May 18: Earth to pass through come tail for 6 hours; C.B. Harmon invites college deans to join him in viewing comet from balloon. *Joseph M. Laufer, Halley's Comet Society - USA
1933 John Kieran’s Sports of the Times column in the New York Times is entitled “The Coordinate Clash, or Block that Abscissa.” The column was a humorous analogy between football and the upcoming mathematical contest between Harvard and Army. *VFR
It began with a poem called "A Logarithmic Lilt" which read:
"The Harvard horde is plotting, under cover of the dark, A fight to make the Crimson Chord subtend the Army arc. The Coefficient Corps has drilled with sharpened pencil tips And plans to drive the enemy away from the ellipse. The Harvard cry is 'Break the square and take the cube away!
While at the Point 'Abscissa' is the watchword of the day. And high upon the turret top the sentry turns his head And hears the Cambridge legion come with logarithmic tread. 'Advance and give the cosine!' rings the challenge through the air.
The Crimson host advances-and we hope the fight is fair." Later in the article, Kieran mentions the role of Lieutenant C. P. Nicholas, later head of the Mathematics Department, and Lieutenant Robinson as the Army coaches of the Analytics and Calculus, respectively. Other articles in newspapers continued the football analogy as their headlines read "Army Meets Harvard in Mathematical 'Go'," Squads at West Point Begin Contest in Calculus and Analytic Geometry," and "Harvard and West Point Line up on the Geometry Field."

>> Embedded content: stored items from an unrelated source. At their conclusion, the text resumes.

// SPDX-License-Identifier: PMPL-1.0-or-later
// Copyright (c) 2026 Jonathan D.A. Jewell (hyperpolymath) <jonathan.jewell@open.ac.uk>
//
// Raster settings for imagery embedded in invoices.
//
// Images are rasterised at `scale` times screen density (96 px per inch) and
// passed through a JPEG encode at the configured quality before embedding, so
// every invoice carries imagery of the same fidelity regardless of the source.

use std::io::Cursor;

use image::codecs::jpeg::JpegEncoder;
use image::imageops::FilterType;
use image::{DynamicImage, ImageFormat};
use printpdf::{RawImage, RawImageData, RawImageFormat};
use smartxerox_core::error::ShopError;
use tracing::debug;

/// Screen pixels per inch that `scale` multiplies.
const SCREEN_DPI: f32 = 96.0;

#[derive(Debug, Clone, Copy, PartialEq)]
pub struct RasterSettings {
    /// JPEG quality in 0.0..=1.0.
    pub jpeg_quality: f32,
    /// Rasterisation scale relative to screen density.
    pub scale: f32,
}

impl Default for RasterSettings {
    fn default() -> Self {
        Self {
            jpeg_quality: 0.98,
            scale: 2.0,
        }
    }
}

impl RasterSettings {
    /// Effective pixels per inch of embedded imagery.
    pub fn dpi(&self) -> f32 {
        SCREEN_DPI * self.scale
    }

    /// Quality as the encoder's 1..=100 integer.
    pub fn encoder_quality(&self) -> u8 {
        (self.jpeg_quality.clamp(0.01, 1.0) * 100.0).round() as u8
    }
}

/// An image ready to embed, with the size it should print at.
pub struct PreparedImage {
    pub raw: RawImage,
    pub dpi: f32,
    pub width_px: u32,
    pub height_px: u32,
}

impl PreparedImage {
    /// Printed height in points at the prepared density.
    pub fn height_pt(&self) -> f32 {
        self.height_px as f32 / self.dpi * 72.0
    }

    pub fn width_pt(&self) -> f32 {
        self.width_px as f32 / self.dpi * 72.0
    }
}

/// Decode `bytes`, fit them to `height_in` inches at the settings' density
/// (never upscaling), and round-trip through JPEG at the settings' quality.
pub fn prepare_image(
    bytes: &[u8],
    height_in: f32,
    settings: &RasterSettings,
) -> Result<PreparedImage, ShopError> {
    let decoded = image::load_from_memory(bytes)
        .map_err(|e| ShopError::ImageError(format!("failed to decode image: {e}")))?;

    let target_h = (height_in * settings.dpi()).round().max(1.0) as u32;
    let fitted = if decoded.height() > target_h {
        let target_w = ((decoded.width() as f32) * target_h as f32 / decoded.height() as f32)
            .round()
            .max(1.0) as u32;
        decoded.resize(target_w, target_h, FilterType::Lanczos3)
    } else {
        decoded
    };

    let rgb = fitted.to_rgb8();
    let mut jpeg = Vec::new();
    rgb.write_with_encoder(JpegEncoder::new_with_quality(
        &mut jpeg,
        settings.encoder_quality(),
    ))
    .map_err(|e| ShopError::ImageError(format!("JPEG encode failed: {e}")))?;

    let reloaded: DynamicImage =
        image::load_from_memory_with_format(&jpeg, ImageFormat::Jpeg)
            .map_err(|e| ShopError::ImageError(format!("JPEG decode failed: {e}")))?;
    let rgb = reloaded.to_rgb8();
    let (width_px, height_px) = rgb.dimensions();

    debug!(
        width_px,
        height_px,
        jpeg_bytes = jpeg.len(),
        quality = settings.encoder_quality(),
        "image rasterised for embedding"
    );

    Ok(PreparedImage {
        raw: RawImage {
            pixels: RawImageData::U8(rgb.into_raw()),
            width: width_px as usize,
            height: height_px as usize,
            data_format: RawImageFormat::RGB8,
            tag: Vec::new(),
        },
        dpi: settings.dpi(),
        width_px,
        height_px,
    })
}

/// Encode a solid-colour PNG, for tests and benches.
#[doc(hidden)]
pub fn sample_png(width: u32, height: u32) -> Vec<u8> {
    let img = image::RgbImage::from_pixel(width, height, image::Rgb([255, 210, 63]));
    let mut out = Cursor::new(Vec::new());
    // Writing a valid in-memory RGB buffer as PNG cannot fail.
    let _ = DynamicImage::ImageRgb8(img).write_to(&mut out, ImageFormat::Png);
    out.into_inner()
}

#[cfg(test)]
mod tests {
    use super::*;

    #[test]
    fn default_settings_match_invoice_quality() {
        let s = RasterSettings::default();
        assert_eq!(s.encoder_quality(), 98);
        assert_eq!(s.dpi(), 192.0);
    }

    #[test]
    fn large_logo_is_scaled_down_to_target_height() {
        let png = sample_png(800, 400);
        let prepared = prepare_image(&png, 0.5, &RasterSettings::default()).expect("prepare");
        assert_eq!(prepared.height_px, 96);
        assert_eq!(prepared.width_px, 192);
        assert!((prepared.height_pt() - 36.0).abs() < 0.01);
    }

    #[test]
    fn small_logo_is_not_upscaled() {
        let png = sample_png(20, 10);
        let prepared = prepare_image(&png, 1.0, &RasterSettings::default()).expect("prepare");
        assert_eq!((prepared.width_px, prepared.height_px), (20, 10));
    }

    #[test]
    fn garbage_is_an_image_error() {
        let result = prepare_image(b"not an image", 1.0, &RasterSettings::default());
        assert!(matches!(result, Err(ShopError::ImageError(_))));
    }
}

1952 Prof. Willard F. Libby determined the age of Stonehenge on Salisbury Plain, England, at about 1848 BC (+/- 275 years) through analysis of the carbon-14 radioisotope in charcoal remains excavated there there. Update of C-14 ceases when plants or animals die, and the proportion in the organic remains steadily declines through radioactive decay. Since the half-life of C-14 is about 5,600 years, measurement of the remaining proportion in dead organic matter, indicates the age of that sample. Astronomer Sir Joseph Norman Lockyer had previously calculated that on Midsummer Day, 1680 BC, the sun rose directly over a special marking notch that can still be seen on the Heel Stone. Libby's measurements support that estimate. *TIS
1969, the Apollo 10 was launched to be a complete staging of the Apollo 11 mission without actually landing on the Moon. The mission was the second to orbit the Moon and the first to travel to the Moon with the entire Apollo spacecraft configuration. It made a successful eight-day dress rehearsal for the first manned moon landing. Astronauts Thomas Stafford and Eugene Cernan descended inside the Lunar Module to within 14 kilometers of the lunar surface (achieving the closest approach to the Moon before Apollo 11 landed two months later). Apollo 10 splashed down at 12:52 pm on 26 May, less than 4 miles (6.4 km) from the target point and the recovery ship
1610 Stefano della Bella, an Italian artist and engraver, was born May 18, 1610. When della Bella was barely twenty-one years old, he was commissioned to design and etch the frontispiece to Galileo’s Dialogue on the Two Chief World Systems (1632).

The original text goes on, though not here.